* [Dataset entries]
========

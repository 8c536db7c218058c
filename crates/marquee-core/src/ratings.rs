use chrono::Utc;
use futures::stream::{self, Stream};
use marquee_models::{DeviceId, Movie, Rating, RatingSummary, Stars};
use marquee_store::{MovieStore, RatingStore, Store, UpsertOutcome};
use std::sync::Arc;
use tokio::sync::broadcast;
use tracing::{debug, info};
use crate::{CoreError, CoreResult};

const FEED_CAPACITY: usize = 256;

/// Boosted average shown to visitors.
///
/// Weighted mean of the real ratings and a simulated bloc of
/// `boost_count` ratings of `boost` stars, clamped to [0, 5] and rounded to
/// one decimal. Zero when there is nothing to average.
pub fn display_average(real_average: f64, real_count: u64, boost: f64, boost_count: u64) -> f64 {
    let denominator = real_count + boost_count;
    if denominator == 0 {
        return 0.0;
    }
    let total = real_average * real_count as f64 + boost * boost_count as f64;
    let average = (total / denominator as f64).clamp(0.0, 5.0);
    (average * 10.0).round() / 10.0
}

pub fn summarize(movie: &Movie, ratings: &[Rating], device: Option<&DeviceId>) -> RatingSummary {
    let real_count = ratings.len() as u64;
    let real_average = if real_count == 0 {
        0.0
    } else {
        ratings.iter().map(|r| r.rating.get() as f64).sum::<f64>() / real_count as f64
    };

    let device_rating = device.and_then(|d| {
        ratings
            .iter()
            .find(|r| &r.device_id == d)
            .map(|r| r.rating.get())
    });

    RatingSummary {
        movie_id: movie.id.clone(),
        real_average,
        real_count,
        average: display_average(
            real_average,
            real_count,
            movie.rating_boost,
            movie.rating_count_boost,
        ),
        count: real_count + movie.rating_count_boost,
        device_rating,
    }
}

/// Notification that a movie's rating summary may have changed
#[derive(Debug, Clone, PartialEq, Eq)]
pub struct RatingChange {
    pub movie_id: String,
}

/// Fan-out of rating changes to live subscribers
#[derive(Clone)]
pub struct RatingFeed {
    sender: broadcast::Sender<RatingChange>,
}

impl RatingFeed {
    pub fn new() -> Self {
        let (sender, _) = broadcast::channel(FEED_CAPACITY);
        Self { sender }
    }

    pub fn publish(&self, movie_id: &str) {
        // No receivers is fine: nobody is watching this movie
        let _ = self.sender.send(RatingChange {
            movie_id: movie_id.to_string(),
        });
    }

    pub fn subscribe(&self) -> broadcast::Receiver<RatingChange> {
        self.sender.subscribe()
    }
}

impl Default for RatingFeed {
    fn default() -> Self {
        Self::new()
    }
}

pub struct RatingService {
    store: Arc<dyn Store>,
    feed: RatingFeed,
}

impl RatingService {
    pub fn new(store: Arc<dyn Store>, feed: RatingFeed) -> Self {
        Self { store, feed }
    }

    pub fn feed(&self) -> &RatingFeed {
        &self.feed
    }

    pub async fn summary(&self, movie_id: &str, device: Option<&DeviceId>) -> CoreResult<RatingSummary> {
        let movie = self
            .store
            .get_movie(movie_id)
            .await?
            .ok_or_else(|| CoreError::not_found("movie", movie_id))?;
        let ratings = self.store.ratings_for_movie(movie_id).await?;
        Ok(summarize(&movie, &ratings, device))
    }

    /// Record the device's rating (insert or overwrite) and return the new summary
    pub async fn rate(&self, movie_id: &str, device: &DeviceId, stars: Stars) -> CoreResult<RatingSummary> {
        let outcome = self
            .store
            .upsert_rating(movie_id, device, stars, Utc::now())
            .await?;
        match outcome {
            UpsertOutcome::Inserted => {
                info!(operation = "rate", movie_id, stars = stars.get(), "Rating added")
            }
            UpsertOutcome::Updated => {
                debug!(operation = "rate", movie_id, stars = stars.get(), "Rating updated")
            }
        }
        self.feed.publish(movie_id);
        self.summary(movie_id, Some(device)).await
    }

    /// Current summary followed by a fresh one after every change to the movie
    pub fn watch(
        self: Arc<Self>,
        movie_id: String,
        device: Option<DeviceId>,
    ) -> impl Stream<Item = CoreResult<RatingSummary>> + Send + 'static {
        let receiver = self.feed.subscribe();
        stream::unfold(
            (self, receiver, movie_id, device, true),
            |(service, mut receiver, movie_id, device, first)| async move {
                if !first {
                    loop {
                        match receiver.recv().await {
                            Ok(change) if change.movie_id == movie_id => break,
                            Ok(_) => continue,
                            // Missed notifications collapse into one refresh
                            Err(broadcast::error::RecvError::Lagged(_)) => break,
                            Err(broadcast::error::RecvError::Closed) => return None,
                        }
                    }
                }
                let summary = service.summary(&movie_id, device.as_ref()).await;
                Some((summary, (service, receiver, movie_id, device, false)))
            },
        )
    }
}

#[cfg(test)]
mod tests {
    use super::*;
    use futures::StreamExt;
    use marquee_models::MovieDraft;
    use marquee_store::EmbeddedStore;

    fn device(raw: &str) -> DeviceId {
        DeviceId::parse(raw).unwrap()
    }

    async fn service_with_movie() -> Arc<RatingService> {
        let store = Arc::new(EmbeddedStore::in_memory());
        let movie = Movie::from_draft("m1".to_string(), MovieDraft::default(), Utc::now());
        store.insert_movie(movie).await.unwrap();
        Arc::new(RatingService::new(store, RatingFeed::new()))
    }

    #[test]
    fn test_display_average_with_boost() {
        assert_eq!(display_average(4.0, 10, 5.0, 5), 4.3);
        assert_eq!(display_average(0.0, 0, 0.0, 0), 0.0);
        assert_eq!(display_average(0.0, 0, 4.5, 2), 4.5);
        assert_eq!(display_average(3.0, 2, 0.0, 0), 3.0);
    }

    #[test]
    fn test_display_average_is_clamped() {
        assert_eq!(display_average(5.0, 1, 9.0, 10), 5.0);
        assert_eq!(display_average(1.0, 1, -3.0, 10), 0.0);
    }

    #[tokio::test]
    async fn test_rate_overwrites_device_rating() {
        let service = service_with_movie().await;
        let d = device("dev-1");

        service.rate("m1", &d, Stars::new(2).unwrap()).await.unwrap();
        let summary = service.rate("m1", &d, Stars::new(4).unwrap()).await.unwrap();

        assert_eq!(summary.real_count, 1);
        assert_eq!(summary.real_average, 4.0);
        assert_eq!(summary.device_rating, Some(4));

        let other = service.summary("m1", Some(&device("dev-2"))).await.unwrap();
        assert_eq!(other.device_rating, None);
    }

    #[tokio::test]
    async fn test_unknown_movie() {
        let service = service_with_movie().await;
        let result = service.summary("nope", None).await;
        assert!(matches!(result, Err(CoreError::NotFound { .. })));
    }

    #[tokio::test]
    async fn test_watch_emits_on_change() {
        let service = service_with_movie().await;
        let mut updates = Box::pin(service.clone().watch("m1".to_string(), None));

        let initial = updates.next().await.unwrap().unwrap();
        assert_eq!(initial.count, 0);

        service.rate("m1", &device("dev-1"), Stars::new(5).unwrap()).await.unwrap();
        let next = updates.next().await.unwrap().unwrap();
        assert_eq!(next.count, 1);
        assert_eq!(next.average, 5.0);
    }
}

========

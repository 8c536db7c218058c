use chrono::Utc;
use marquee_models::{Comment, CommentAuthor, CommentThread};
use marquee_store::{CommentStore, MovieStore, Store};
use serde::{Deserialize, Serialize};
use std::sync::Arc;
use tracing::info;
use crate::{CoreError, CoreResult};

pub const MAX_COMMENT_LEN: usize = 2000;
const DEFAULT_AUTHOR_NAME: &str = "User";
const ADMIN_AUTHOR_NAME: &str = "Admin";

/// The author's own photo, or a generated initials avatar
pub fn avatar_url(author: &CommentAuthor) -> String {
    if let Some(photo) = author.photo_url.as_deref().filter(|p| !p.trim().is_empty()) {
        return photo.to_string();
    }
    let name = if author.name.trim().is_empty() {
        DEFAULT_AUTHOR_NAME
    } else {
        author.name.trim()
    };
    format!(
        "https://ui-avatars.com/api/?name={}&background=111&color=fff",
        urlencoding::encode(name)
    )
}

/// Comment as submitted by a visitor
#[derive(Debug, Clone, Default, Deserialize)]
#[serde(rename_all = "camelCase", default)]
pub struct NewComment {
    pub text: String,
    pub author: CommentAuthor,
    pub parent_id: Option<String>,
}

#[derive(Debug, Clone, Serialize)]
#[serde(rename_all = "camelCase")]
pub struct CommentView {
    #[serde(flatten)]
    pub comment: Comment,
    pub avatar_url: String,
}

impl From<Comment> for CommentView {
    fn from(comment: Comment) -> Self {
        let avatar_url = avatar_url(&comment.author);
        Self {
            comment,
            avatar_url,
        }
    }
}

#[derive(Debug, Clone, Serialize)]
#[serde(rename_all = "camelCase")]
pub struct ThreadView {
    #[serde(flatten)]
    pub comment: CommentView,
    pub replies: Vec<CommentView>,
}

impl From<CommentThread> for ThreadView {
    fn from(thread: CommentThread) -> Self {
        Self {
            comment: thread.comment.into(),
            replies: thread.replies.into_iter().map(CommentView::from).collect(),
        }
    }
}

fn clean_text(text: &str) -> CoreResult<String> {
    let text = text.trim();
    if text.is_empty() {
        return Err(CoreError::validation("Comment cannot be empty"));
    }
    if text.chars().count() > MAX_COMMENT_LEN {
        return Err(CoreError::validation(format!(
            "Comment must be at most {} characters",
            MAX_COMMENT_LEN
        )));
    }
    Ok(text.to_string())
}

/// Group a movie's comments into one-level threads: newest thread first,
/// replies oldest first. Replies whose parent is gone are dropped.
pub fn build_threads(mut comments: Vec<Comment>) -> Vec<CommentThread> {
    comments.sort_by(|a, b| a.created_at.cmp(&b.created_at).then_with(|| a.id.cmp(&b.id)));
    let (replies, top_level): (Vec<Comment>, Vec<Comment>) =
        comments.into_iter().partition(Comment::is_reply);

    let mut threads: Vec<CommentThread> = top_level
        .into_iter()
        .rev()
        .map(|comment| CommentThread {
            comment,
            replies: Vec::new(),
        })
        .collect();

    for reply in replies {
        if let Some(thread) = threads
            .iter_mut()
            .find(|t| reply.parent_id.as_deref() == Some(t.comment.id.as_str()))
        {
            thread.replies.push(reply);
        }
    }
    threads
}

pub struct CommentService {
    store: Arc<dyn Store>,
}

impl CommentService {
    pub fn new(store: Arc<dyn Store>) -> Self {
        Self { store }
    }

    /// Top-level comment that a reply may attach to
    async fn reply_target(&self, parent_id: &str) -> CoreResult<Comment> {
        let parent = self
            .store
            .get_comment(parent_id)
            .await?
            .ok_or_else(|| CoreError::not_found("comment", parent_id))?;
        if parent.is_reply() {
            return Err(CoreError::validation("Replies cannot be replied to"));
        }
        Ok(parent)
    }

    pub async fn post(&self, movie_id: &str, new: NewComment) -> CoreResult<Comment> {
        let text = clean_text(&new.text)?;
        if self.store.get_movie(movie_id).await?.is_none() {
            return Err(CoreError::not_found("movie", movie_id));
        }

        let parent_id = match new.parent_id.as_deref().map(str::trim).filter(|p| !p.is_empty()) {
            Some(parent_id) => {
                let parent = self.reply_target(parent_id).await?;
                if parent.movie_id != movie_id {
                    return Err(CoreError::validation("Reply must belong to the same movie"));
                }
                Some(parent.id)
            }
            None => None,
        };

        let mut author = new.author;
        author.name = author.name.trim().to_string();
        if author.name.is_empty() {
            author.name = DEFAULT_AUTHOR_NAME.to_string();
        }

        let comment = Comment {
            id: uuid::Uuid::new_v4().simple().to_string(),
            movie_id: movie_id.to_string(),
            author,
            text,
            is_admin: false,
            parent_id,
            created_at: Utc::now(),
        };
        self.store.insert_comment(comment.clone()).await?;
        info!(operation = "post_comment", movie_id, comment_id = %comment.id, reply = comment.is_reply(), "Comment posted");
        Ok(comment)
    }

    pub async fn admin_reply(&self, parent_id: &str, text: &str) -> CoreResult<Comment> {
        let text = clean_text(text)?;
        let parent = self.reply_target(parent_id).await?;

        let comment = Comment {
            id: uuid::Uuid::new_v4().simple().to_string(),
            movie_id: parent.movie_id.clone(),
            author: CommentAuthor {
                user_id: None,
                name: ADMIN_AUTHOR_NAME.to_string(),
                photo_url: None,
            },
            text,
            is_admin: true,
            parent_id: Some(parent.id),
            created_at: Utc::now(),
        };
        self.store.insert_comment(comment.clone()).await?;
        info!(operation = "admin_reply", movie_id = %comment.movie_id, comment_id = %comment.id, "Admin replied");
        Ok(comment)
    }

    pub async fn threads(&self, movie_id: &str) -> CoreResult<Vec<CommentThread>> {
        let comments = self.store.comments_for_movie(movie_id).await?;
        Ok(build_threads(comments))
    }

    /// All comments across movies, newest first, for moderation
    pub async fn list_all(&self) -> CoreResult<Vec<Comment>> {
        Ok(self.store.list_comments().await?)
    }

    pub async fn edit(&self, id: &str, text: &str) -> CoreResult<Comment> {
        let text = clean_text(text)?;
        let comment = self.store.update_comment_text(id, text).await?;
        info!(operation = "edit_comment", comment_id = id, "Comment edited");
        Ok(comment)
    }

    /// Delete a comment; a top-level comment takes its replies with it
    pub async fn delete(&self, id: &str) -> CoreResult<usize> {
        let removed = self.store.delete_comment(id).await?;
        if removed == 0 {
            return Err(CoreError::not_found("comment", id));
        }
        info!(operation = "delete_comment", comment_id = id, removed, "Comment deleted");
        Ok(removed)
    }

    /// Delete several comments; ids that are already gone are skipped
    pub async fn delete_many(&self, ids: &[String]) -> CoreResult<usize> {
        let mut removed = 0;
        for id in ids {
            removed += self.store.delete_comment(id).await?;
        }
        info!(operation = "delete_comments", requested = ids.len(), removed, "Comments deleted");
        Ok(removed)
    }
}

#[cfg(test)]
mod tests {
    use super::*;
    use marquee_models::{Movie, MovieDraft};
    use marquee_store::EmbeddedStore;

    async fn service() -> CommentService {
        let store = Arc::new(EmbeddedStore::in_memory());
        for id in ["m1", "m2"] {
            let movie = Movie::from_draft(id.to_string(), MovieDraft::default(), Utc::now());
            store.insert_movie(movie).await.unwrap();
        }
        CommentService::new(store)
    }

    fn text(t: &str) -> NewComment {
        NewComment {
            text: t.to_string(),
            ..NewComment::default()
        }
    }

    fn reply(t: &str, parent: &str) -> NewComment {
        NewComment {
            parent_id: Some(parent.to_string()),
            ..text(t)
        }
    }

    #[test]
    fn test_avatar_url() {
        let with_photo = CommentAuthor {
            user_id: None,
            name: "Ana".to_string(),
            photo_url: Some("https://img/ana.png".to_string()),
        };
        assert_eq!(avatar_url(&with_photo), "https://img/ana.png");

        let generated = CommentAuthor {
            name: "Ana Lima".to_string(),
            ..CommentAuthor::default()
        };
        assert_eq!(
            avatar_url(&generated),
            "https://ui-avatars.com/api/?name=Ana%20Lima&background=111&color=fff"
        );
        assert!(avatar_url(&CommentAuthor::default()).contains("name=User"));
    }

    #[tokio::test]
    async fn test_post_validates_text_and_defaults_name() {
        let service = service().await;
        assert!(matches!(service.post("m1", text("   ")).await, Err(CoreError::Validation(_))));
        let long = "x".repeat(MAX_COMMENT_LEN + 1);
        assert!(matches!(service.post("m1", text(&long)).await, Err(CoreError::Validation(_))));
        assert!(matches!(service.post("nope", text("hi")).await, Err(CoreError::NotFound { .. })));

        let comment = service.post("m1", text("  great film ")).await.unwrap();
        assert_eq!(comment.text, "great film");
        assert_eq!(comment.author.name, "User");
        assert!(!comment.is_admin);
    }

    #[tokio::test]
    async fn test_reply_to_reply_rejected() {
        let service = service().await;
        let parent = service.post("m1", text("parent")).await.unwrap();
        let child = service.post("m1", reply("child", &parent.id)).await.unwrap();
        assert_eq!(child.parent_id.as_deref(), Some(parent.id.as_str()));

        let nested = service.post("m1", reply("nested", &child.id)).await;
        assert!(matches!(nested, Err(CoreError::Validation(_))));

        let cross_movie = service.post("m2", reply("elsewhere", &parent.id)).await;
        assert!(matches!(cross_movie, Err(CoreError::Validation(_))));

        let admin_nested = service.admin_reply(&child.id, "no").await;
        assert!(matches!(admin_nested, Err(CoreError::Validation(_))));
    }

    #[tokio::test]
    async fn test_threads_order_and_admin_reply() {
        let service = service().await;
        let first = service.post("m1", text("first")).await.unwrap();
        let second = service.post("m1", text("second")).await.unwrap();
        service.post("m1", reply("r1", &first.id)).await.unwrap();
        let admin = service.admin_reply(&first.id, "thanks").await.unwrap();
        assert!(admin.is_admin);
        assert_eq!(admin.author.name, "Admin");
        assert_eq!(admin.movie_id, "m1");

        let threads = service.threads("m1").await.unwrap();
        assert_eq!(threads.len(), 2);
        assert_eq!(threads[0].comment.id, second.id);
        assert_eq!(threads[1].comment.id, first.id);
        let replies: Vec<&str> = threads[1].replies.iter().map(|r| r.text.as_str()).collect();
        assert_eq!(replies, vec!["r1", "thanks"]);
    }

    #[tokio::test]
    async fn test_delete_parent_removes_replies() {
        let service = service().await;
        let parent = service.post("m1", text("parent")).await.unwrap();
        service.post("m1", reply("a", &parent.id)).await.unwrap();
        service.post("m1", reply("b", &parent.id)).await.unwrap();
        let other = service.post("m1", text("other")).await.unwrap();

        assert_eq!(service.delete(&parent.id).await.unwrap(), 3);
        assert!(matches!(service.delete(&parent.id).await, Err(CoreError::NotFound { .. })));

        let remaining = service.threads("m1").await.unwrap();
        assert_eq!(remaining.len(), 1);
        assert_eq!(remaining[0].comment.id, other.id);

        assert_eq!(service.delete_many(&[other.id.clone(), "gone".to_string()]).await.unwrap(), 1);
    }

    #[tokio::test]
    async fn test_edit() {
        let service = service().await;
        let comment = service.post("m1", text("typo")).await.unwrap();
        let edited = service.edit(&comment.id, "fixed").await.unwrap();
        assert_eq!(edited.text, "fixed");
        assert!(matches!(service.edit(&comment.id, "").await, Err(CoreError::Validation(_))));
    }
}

========

* [Your assignment]
Output only the number of lines in the data above that include the word "edited".

* [Result]
3